Подземка выплюнула его около 115-стрит. Рядом находился завод Пульмана, куда и пошел работать отец. Через год он уже оказался в гуще стачки и, будучи одним из самых воинственных забастовщиков, был выброшен за ворота предприятия, когда забастовка закончилась.
Так началась работа папы в рабочем союзе: в Конгрессе еврейских рабочих около Вест-Сайда, затем в Уоблис в Норт-Сайде. Он был и организатором союзов, и рабочим на различных заводах, и просто участником забастовок...
Дядя Льюис избрал другой путь.
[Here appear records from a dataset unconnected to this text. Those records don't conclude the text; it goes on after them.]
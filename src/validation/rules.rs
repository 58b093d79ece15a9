//! Scalar field rules
//!
//! Pure checks for a single non-null value. Each returns the user-facing
//! message on failure; the caller decides the path it is reported at.

use chrono::{DateTime, NaiveDate, NaiveDateTime};
use regex::Regex;
use serde_json::Value;
use std::sync::OnceLock;

use crate::schema::OptionSet;

/// Slug shape: lowercase alphanumeric words joined by single hyphens.
pub const SLUG_PATTERN: &str = r"^[a-z0-9]+(-[a-z0-9]+)*$";
/// `#rgb` or `#rrggbb`.
pub const HEX_COLOR_PATTERN: &str = r"^#([A-Fa-f0-9]{3}|[A-Fa-f0-9]{6})$";
/// 24-hour `HH:MM`.
pub const TIME_PATTERN: &str = r"^([01][0-9]|2[0-3]):[0-5][0-9]$";

const NUMERIC_PATTERN: &str = r"^\s*[+-]?([0-9]+(\.[0-9]*)?|\.[0-9]+)([eE][+-]?[0-9]+)?\s*$";

const NAIVE_DATETIME_FORMATS: &[&str] = &[
    "%Y-%m-%d %H:%M:%S",
    "%Y-%m-%dT%H:%M:%S",
    "%Y-%m-%d %H:%M:%S%.f",
    "%Y-%m-%dT%H:%M:%S%.f",
    "%Y-%m-%d %H:%M",
    "%Y-%m-%dT%H:%M",
];

fn pattern(cell: &'static OnceLock<Regex>, source: &str) -> &'static Regex {
    cell.get_or_init(|| Regex::new(source).expect("static pattern compiles"))
}

fn slug_regex() -> &'static Regex {
    static CELL: OnceLock<Regex> = OnceLock::new();
    pattern(&CELL, SLUG_PATTERN)
}

fn hex_regex() -> &'static Regex {
    static CELL: OnceLock<Regex> = OnceLock::new();
    pattern(&CELL, HEX_COLOR_PATTERN)
}

fn time_regex() -> &'static Regex {
    static CELL: OnceLock<Regex> = OnceLock::new();
    pattern(&CELL, TIME_PATTERN)
}

fn numeric_regex() -> &'static Regex {
    static CELL: OnceLock<Regex> = OnceLock::new();
    pattern(&CELL, NUMERIC_PATTERN)
}

/// Outcome of a single rule.
pub type RuleResult = Result<(), String>;

pub fn string<'v>(value: &'v Value, label: &str) -> Result<&'v str, String> {
    value
        .as_str()
        .ok_or_else(|| format!("The {} field must be a string.", label))
}

/// Numbers and numeric strings.
pub fn numeric(value: &Value, label: &str) -> RuleResult {
    let ok = match value {
        Value::Number(_) => true,
        Value::String(s) => numeric_regex().is_match(s),
        _ => false,
    };
    ok.then_some(())
        .ok_or_else(|| format!("The {} field must be a number.", label))
}

/// `true`, `false`, `1`, `0`, `"1"`, `"0"`.
pub fn boolean(value: &Value, label: &str) -> RuleResult {
    let ok = match value {
        Value::Bool(_) => true,
        Value::Number(n) => matches!(n.as_i64(), Some(0) | Some(1)),
        Value::String(s) => s == "0" || s == "1",
        _ => false,
    };
    ok.then_some(())
        .ok_or_else(|| format!("The {} field must be true or false.", label))
}

/// Dates, naive date-times and RFC 3339 timestamps.
pub fn date_like(value: &Value, label: &str) -> RuleResult {
    let text = string(value, label)?.trim();
    let ok = NaiveDate::parse_from_str(text, "%Y-%m-%d").is_ok()
        || DateTime::parse_from_rfc3339(text).is_ok()
        || NAIVE_DATETIME_FORMATS
            .iter()
            .any(|fmt| NaiveDateTime::parse_from_str(text, fmt).is_ok());
    ok.then_some(())
        .ok_or_else(|| format!("The {} field must be a valid date.", label))
}

pub fn time(value: &Value, label: &str) -> RuleResult {
    let text = string(value, label)?;
    time_regex()
        .is_match(text)
        .then_some(())
        .ok_or_else(|| format!("The {} field must be a time in HH:MM format.", label))
}

/// Lists and maps.
pub fn json(value: &Value, label: &str) -> RuleResult {
    (value.is_array() || value.is_object())
        .then_some(())
        .ok_or_else(|| format!("The {} field must be an array.", label))
}

pub fn choice(value: &Value, label: &str, options: &OptionSet) -> RuleResult {
    let text = string(value, label)?;
    options
        .allows(text)
        .then_some(())
        .ok_or_else(|| format!("The selected {} is invalid.", label))
}

pub fn slug(value: &Value, label: &str) -> RuleResult {
    let text = string(value, label)?;
    slug_regex().is_match(text).then_some(()).ok_or_else(|| {
        format!(
            "The {} field must only contain lowercase letters, numbers and single hyphens.",
            label
        )
    })
}

pub fn password(value: &Value, label: &str, min_length: usize) -> RuleResult {
    let text = string(value, label)?;
    (text.chars().count() >= min_length)
        .then_some(())
        .ok_or_else(|| format!("The {} field must be at least {} characters.", label, min_length))
}

/// Palette member when a palette is declared, otherwise a hex colour.
pub fn color(value: &Value, label: &str, palette: &OptionSet) -> RuleResult {
    let text = string(value, label)?;
    if palette.is_open() {
        hex_regex()
            .is_match(text)
            .then_some(())
            .ok_or_else(|| format!("The {} field must be a hex colour.", label))
    } else {
        palette
            .allows(text)
            .then_some(())
            .ok_or_else(|| format!("The selected {} is invalid.", label))
    }
}

/// Reads a reference id: an integer, or a string of digits.
pub fn reference_id(value: &Value) -> Option<i64> {
    match value {
        Value::Number(n) => n.as_i64(),
        Value::String(s) if !s.is_empty() && s.bytes().all(|b| b.is_ascii_digit()) => s.parse().ok(),
        _ => None,
    }
}

pub fn integer_id(value: &Value, label: &str) -> Result<i64, String> {
    reference_id(value).ok_or_else(|| format!("The {} field must be an integer.", label))
}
Он стал доверенным служащим в главном банке Чикаго, Централ- Траст-Компани, знаменитом «Банке Дэйвса», основанном генералом Чарльзом Гэйтсом Дэйвсом. Тетя Анна в тот же год умерла от неизлечимого психического расстройства; меньше чем через месяц Льюис получил ученую степень на Северо-Западе, так что он начал очень неплохо, имея степень и наследство, состоявшее из денег от продажи борделя и его обитательниц, и навсегда расстался со своим низким прошлым.
С этих пор случайные встречи дяди и отца – лощенного, идущего в гору молодого финансиста и радикала, организующего рабочие союзы, – проходили, мягко выражаясь, напряженно и обычно заканчивались тем, что отец выкрикивал лозунги, а мой дядя сохранял спокойствие, выражая свое презрение тем, что не удостаивал отца ответом. Отец, несмотря на свою активность в профсоюзах, был человеком, не склонным терять терпение; обычно он проглатывал свой гнев, как нежующийся кусок мяса, выплюнуть который нельзя, потому что времена тяжелые. А вот на дядю он мог кричать и изливать свою ярость. К концу столетия они вообще не разговаривали и не встречались: просто вращались в разных кругах.